— Problem statement —
Copy every line below that has the word "false" in it.

— Given records —

::::::

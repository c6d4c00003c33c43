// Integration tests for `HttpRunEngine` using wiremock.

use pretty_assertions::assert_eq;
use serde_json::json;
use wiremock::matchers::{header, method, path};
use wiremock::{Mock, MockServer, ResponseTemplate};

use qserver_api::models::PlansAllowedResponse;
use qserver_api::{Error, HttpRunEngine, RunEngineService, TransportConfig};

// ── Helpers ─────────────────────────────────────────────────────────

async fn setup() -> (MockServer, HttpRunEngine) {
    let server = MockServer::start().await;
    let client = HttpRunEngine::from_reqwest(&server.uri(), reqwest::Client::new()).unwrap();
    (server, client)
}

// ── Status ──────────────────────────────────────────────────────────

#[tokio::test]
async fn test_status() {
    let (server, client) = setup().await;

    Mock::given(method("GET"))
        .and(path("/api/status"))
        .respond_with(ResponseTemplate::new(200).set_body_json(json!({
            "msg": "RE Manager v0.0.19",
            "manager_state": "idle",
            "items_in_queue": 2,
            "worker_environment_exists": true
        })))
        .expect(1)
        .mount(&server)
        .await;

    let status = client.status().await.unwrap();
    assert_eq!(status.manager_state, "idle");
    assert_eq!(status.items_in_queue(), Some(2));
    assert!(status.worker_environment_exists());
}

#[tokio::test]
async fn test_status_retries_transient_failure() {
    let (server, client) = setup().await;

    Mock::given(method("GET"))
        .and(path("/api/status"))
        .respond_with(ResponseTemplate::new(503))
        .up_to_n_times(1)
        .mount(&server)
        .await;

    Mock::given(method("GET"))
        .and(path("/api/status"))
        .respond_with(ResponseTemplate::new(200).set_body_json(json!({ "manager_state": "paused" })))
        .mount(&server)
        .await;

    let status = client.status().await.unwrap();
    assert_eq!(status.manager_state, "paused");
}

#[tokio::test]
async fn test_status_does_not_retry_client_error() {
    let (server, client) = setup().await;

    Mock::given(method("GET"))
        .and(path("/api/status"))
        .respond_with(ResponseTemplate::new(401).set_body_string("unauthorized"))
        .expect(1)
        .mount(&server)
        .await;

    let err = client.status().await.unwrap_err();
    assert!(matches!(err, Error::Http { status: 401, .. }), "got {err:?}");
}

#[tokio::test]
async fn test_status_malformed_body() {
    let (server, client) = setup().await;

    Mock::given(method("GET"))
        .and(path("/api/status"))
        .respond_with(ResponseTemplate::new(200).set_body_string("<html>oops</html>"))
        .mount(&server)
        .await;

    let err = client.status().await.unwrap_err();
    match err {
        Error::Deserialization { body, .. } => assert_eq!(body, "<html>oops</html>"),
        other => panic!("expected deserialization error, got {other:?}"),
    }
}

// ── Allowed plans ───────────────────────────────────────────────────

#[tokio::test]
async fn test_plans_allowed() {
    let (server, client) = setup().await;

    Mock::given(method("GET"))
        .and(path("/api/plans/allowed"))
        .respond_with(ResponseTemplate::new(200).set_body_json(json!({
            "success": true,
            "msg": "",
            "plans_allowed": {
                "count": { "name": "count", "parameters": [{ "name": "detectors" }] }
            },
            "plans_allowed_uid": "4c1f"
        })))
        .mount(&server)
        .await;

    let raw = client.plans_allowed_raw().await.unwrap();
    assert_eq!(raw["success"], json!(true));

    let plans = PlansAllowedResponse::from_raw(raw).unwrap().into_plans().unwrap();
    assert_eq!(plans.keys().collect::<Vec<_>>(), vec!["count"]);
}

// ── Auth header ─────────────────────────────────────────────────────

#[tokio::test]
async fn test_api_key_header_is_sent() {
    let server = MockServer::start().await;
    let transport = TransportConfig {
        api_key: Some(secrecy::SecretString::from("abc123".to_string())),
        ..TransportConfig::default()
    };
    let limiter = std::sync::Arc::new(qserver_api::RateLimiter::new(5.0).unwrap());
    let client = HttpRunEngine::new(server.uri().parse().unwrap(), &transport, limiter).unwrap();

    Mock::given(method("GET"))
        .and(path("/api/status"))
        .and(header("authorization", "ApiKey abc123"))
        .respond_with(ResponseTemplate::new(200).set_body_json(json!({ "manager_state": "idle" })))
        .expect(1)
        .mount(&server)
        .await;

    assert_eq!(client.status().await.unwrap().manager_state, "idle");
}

::::::

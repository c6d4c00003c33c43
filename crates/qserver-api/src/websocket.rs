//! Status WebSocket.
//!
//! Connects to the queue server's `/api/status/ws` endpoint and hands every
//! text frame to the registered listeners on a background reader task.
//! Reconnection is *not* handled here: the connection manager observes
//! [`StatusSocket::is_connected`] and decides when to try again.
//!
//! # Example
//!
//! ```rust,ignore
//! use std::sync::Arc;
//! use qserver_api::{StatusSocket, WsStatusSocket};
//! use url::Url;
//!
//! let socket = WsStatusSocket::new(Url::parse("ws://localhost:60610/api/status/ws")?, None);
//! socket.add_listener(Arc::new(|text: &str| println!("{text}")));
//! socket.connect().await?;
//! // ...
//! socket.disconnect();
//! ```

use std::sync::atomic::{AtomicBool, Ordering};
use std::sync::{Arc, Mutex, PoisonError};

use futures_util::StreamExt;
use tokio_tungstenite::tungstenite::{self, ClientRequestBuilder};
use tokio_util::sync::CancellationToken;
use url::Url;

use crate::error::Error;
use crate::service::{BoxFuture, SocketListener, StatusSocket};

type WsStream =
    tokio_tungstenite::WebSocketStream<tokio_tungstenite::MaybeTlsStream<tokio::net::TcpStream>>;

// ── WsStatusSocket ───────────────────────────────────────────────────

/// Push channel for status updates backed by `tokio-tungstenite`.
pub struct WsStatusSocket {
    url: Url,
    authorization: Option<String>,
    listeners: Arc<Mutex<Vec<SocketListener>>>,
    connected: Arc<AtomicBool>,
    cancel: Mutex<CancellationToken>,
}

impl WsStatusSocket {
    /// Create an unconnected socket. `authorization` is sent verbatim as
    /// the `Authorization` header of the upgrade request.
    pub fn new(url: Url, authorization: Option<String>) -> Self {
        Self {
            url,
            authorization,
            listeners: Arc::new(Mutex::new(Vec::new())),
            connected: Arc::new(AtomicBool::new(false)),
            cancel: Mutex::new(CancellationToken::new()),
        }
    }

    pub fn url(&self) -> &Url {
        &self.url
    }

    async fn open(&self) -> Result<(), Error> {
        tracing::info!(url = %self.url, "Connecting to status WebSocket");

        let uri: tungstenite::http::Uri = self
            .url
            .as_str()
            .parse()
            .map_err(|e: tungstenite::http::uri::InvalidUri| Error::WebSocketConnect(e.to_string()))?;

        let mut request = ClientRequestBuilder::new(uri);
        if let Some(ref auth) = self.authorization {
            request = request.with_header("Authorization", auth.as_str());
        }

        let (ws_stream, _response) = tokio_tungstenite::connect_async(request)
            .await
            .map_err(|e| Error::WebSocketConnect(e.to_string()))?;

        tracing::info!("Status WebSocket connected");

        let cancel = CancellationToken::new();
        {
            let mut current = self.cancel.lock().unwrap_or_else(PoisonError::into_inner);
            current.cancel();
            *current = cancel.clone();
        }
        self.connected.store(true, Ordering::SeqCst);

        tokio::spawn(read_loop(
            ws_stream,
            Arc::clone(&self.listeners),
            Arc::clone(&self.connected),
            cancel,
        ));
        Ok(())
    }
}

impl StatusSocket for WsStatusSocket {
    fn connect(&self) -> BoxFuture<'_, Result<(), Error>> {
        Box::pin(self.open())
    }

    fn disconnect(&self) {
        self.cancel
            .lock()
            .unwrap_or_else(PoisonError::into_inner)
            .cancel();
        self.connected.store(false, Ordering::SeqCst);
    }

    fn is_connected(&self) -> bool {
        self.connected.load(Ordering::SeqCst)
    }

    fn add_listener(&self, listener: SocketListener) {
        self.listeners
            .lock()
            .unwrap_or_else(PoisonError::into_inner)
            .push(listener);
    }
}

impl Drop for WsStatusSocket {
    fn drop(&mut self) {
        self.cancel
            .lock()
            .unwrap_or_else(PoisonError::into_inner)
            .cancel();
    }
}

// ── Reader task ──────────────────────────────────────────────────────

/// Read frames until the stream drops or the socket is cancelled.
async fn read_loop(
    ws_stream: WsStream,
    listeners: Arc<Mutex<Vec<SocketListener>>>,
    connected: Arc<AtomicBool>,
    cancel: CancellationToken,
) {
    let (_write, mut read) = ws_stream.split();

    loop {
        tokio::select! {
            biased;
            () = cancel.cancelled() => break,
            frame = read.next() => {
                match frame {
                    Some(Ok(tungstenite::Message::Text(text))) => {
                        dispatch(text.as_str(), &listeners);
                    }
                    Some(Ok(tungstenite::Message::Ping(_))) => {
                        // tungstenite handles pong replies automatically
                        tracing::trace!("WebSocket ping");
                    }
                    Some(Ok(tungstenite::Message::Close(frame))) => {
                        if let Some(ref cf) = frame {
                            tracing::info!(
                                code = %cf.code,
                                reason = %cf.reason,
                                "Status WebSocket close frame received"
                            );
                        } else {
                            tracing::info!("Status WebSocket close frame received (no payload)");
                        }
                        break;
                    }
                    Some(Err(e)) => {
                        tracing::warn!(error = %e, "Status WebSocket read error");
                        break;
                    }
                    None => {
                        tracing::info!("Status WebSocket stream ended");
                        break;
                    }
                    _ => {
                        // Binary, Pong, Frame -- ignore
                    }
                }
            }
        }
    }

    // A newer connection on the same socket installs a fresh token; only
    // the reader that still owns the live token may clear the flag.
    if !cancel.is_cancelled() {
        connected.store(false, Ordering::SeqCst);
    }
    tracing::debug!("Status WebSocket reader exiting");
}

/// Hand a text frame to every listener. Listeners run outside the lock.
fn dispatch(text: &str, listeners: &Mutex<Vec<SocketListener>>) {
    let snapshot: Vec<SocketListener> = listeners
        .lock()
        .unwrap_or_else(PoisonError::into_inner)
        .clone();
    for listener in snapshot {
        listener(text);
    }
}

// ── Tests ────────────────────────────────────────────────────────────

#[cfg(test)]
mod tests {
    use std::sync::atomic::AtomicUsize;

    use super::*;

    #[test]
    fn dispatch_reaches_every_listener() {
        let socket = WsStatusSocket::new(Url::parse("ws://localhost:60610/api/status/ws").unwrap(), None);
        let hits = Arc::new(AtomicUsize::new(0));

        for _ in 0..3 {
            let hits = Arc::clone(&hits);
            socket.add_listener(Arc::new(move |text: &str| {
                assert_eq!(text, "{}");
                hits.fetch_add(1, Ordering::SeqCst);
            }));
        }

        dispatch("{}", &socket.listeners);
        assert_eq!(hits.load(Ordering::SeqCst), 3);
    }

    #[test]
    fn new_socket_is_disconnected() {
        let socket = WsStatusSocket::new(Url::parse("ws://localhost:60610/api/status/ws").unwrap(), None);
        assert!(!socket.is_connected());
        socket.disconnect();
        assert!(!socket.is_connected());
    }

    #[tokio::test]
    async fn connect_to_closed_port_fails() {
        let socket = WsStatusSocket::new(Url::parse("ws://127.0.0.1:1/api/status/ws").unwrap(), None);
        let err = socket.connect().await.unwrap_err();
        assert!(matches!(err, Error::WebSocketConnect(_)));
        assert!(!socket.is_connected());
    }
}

::::::

— Result for this exercise —
            connected: Arc::new(AtomicBool::new(false)),
        self.connected.store(false, Ordering::SeqCst);
        connected.store(false, Ordering::SeqCst);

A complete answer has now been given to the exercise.